What are you going to put in it. Schooling fish might be good because you can put a lot in the tank and they will school and do other cool stuff


----------



## ladyonyx (Apr 20, 2009)

Congrats! New tanks are so exciting! Let us know what you want to stock the tank with


----------



## Oldman (May 25, 2009)

If you want a simple T-8 bulb in 6500K to 6700K range, they are made by lots of folks and all work about the same.
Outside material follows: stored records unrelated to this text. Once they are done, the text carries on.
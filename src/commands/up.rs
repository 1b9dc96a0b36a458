//! `converge up` - provision this machine

use anyhow::Result;

use crate::Context;
use crate::cli::UpArgs;
use crate::config::{Declaration, Settings};
use crate::provision::{self, ProvisionOptions, Report};
use crate::resource;
use crate::transport::LocalTransport;
use crate::ui::{self, BarProgress};

/// Returns whether anything changed.
pub fn run(ctx: &Context, args: UpArgs) -> Result<bool> {
    let settings = Settings::load()?;
    let declaration = Declaration::load(&args.file)?;
    let options = ProvisionOptions {
        simulate: args.simulate,
        resume: args.resume,
        no_resume: args.no_resume,
        state_dir: settings.state_dir(args.state_dir.as_deref())?,
        search_path: settings.search_path(&declaration.path),
        verbose: ctx.verbose > 0,
    };

    if !ctx.quiet {
        let mode = if options.simulate { " (simulate)" } else { "" };
        ui::header(&format!("Converging {}{mode}", declaration.path.display()));
        if ctx.verbose > 0 {
            ui::kv("State", &options.state_dir.display().to_string());
        }
    }

    let registry = resource::registry()?;
    let transport = LocalTransport::new();
    let mut progress = BarProgress::new(!ctx.quiet);
    let report = provision::provision(&declaration, &registry, &transport, &options, &mut progress)?;

    if !ctx.quiet {
        show(&report, options.simulate, ctx.verbose > 0);
        ui::summary(&report.summary, options.simulate);
    }
    Ok(report.changed)
}

/// List the changes made, or that would be made when simulating.
fn show(report: &Report, simulate: bool, verbose: bool) {
    if !simulate && !verbose {
        return;
    }
    for record in &report.records {
        if record.changes.is_empty() && (!verbose || record.messages.is_empty()) {
            continue;
        }
        ui::info(&record.id);
        for change in &record.changes {
            ui::dim(change);
        }
        if verbose {
            for message in &record.messages {
                for line in message.lines() {
                    ui::dim(line);
                }
            }
        }
    }
}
A 20watt sounds like a T-12, not a T-8, but they use the same pin spacing and the T-8 is a little more energy efficient.


----------



## flyin-lowe (Oct 3, 2009)

I bought a two pack of T-8 (6500K) at Lowes for $7.00.


----------



## WhiteGloveAquatics (Sep 3, 2009)

yep the two packs, I use t-12's at 4 bucks per pair 6500K bulbs.

I just use regular GE


----------



## aspects (Feb 22, 2009)

awesome. i also have a couple of 20L with ac50 filters. great choice. gotta love 10x turnover.


----------



## Sweet Tee (Nov 24, 2009)

Hey guys! Sorry it took me a while to get back on here...I've been out of town. My light fixture has a T8 in it, so I'll look around the hardware stores for something  As far as fish go...I love Cardinal Tetras, cory cats, dwarf gouramis, and platies. I'll probably get 5 cardinals and maybe 4 cory cats. As far as the gouramis, how many do you think I can place in a 20L tank???I LOVE their body shape and coloring!


----------